Writer: Tue Biering
Director (London): Lise Lauenblad
Reviewer: Karl O’Doherty
Pushing the audience to use its imagination, breaking down the barriers between those sitting comfortably and those standing at the front, and provoking strong cognitive reactions are all applaudable in a theatre.
The ambition of Land Without Dreams is also applaudable – a wide-ranging swipe at the fears we have for the future, misplaced optimism and our hesitation before taking action that could help society, the climate or even ourselves.
The execution badly lets it down, taking these great elements and mashing them around in an hour of cod-psychology and tired stunting. Performed by a single actor, Temi Wilkey, as “The Woman” it’s broadly a play about a play. She narrates the audience’s experience of watching a performance where someone from the future comes to spread the word that change is possible, maybe. The analysis of whether the theatre stage is the right place to get the message out to the right people is clever, it’s nicely circular as it leads to questioning the play we actually watch too. Wilkey is great in this. She’s funny, really engaging to watch and it is her delivery, rather than the words, that spark any thoughts or emotions in the work.
In an effort at intimacy, the piece itself repeatedly refers to some audience members, like the “Sci-fi fan” or the couple on a first date – creating the effect of a huckster fortune teller asking audience members if they remember a man, about 30-60 years old, that they miss. If the audience clearly didn’t have these people, would the words be removed or retained regardless – either way, they’re pointless if they don’t actually mean anything to the audience they’re directed at. And as a play looking to the future, it questions blandly – painting picture over picture to confuse any message it may have had.

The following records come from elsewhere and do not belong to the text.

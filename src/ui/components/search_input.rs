use super::input::{InputResult, TextInput};
use super::overlay::render_prompt;
use super::KeyResult;
use crossterm::event::{KeyCode, KeyEvent};
use ratatui::prelude::*;

/// Events emitted by search input that parent needs to handle
#[derive(Debug, Clone, PartialEq, Eq)]
pub enum SearchEvent {
  /// Search query changed (emitted on each keystroke, empty string on cancel)
  Changed(String),
  /// Search submitted (overlay closed, filter persists)
  Submitted,
}

/// Search input component with activation/deactivation
#[derive(Debug, Clone, Default)]
pub struct SearchInput {
  input: TextInput,
  active: bool,
}

impl SearchInput {
  pub fn new() -> Self {
    Self::default()
  }

  /// Inactive search that already filters by `query`
  pub fn with_query(query: &str) -> Self {
    Self {
      input: TextInput::with_value(query),
      active: false,
    }
  }

  pub fn is_active(&self) -> bool {
    self.active
  }

  pub fn query(&self) -> &str {
    self.input.value()
  }

  /// Activate search mode, keeping the current query for editing
  pub fn activate(&mut self) {
    self.active = true;
  }

  /// Handle a key event
  /// Call this regardless of active state - it handles activation too
  pub fn handle_key(&mut self, key: KeyEvent) -> KeyResult<SearchEvent> {
    if !self.active {
      if key.code == KeyCode::Char('/') {
        self.activate();
        return KeyResult::Handled;
      }
      return KeyResult::NotHandled;
    }

    match self.input.handle_key(key) {
      InputResult::Submitted(_) => {
        self.active = false;
        KeyResult::Event(SearchEvent::Submitted)
      }
      InputResult::Cancelled => {
        self.active = false;
        self.input.clear();
        KeyResult::Event(SearchEvent::Changed(String::new()))
      }
      InputResult::Consumed => {
        KeyResult::Event(SearchEvent::Changed(self.input.value().to_string()))
      }
      // Swallow everything else while typing
      InputResult::NotHandled => KeyResult::Handled,
    }
  }

  /// Render the search overlay if active
  pub fn render_overlay(&self, frame: &mut Frame, area: Rect) {
    if self.active {
      render_prompt(frame, area, "Search", "/", &self.input, 0);
    }
  }
}

#[cfg(test)]
mod tests {
  use super::*;
  use crossterm::event::KeyModifiers;

  fn key(code: KeyCode) -> KeyEvent {
    KeyEvent::new(code, KeyModifiers::NONE)
  }

  #[test]
  fn test_inactive_ignores_keys() {
    let mut search = SearchInput::new();
    assert_eq!(search.handle_key(key(KeyCode::Char('j'))), KeyResult::NotHandled);
  }

  #[test]
  fn test_typing_emits_changes() {
    let mut search = SearchInput::new();
    assert_eq!(search.handle_key(key(KeyCode::Char('/'))), KeyResult::Handled);
    assert!(search.is_active());
    assert_eq!(
      search.handle_key(key(KeyCode::Char('q'))),
      KeyResult::Event(SearchEvent::Changed("q".to_string()))
    );
    assert_eq!(
      search.handle_key(key(KeyCode::Enter)),
      KeyResult::Event(SearchEvent::Submitted)
    );
    assert!(!search.is_active());
    assert_eq!(search.query(), "q");
  }

  #[test]
  fn test_cancel_clears_query() {
    let mut search = SearchInput::with_query("markets");
    search.handle_key(key(KeyCode::Char('/')));
    assert_eq!(
      search.handle_key(key(KeyCode::Esc)),
      KeyResult::Event(SearchEvent::Changed(String::new()))
    );
    assert_eq!(search.query(), "");
  }
}
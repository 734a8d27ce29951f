use super::KeyResult;
use crate::news::{Category, CategoryFilter};
use crate::ui::renderfns::category_color;
use crossterm::event::{KeyCode, KeyEvent};
use ratatui::prelude::*;
use ratatui::widgets::Paragraph;

/// Number of tabs: "All" plus every category
const TAB_COUNT: usize = Category::ALL.len() + 1;

/// Events emitted by the category bar that parent needs to handle
#[derive(Debug, Clone, Copy, PartialEq, Eq)]
pub enum CategoryBarEvent {
  /// User picked a different category
  Selected(CategoryFilter),
}

/// Tab bar for picking the listing category.
///
/// `h`/`l` (or the arrow keys) move between tabs with wrapping, digits jump
/// straight to a tab.
#[derive(Debug, Clone, Default)]
pub struct CategoryBar {
  selected: CategoryFilter,
}

impl CategoryBar {
  pub fn new(selected: CategoryFilter) -> Self {
    Self { selected }
  }

  pub fn handle_key(&mut self, key: KeyEvent) -> KeyResult<CategoryBarEvent> {
    let index = self.selected.index();
    let target = match key.code {
      KeyCode::Char('h') | KeyCode::Left => (index + TAB_COUNT - 1) % TAB_COUNT,
      KeyCode::Char('l') | KeyCode::Right => (index + 1) % TAB_COUNT,
      KeyCode::Char(c) => match c.to_digit(10) {
        Some(d) if (d as usize) < TAB_COUNT => d as usize,
        _ => return KeyResult::NotHandled,
      },
      _ => return KeyResult::NotHandled,
    };

    if target == index {
      return KeyResult::Handled;
    }
    self.selected = CategoryFilter::from_index(target);
    KeyResult::Event(CategoryBarEvent::Selected(self.selected))
  }

  pub fn render(&self, frame: &mut Frame, area: Rect) {
    let mut spans = Vec::new();

    for index in 0..TAB_COUNT {
      let filter = CategoryFilter::from_index(index);
      if index > 0 {
        spans.push(Span::styled("│", Style::default().fg(Color::DarkGray)));
      }

      let style = if filter == self.selected {
        Style::default()
          .fg(Color::Black)
          .bg(category_color(filter))
          .bold()
      } else {
        Style::default().fg(Color::Gray)
      };
      spans.push(Span::styled(format!(" {} {} ", index, filter.label()), style));
    }

    frame.render_widget(Paragraph::new(Line::from(spans)), area);
  }
}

It relies on imagination and visualisation throughout, led by The Woman. So when she strips and covers herself in clay and slime to deliver convoluted, student-dorm philosophy about a woman who bears witness to all of time and convinces us that every point of it was, at some stage, the future, it feels like a fairly pointless addition designed to shock, nothing more.
Wilkey is good in this, there’s a lot of worth found in playing with the form of theatre works, and encouraging responsible action about the climate and society is a positive focus. However, the pointless attempt at performance art at the end, the audience communication that relied on written monologue rather than actual interaction, and the confusion about what we should care about sucks the value out of the hour-long show.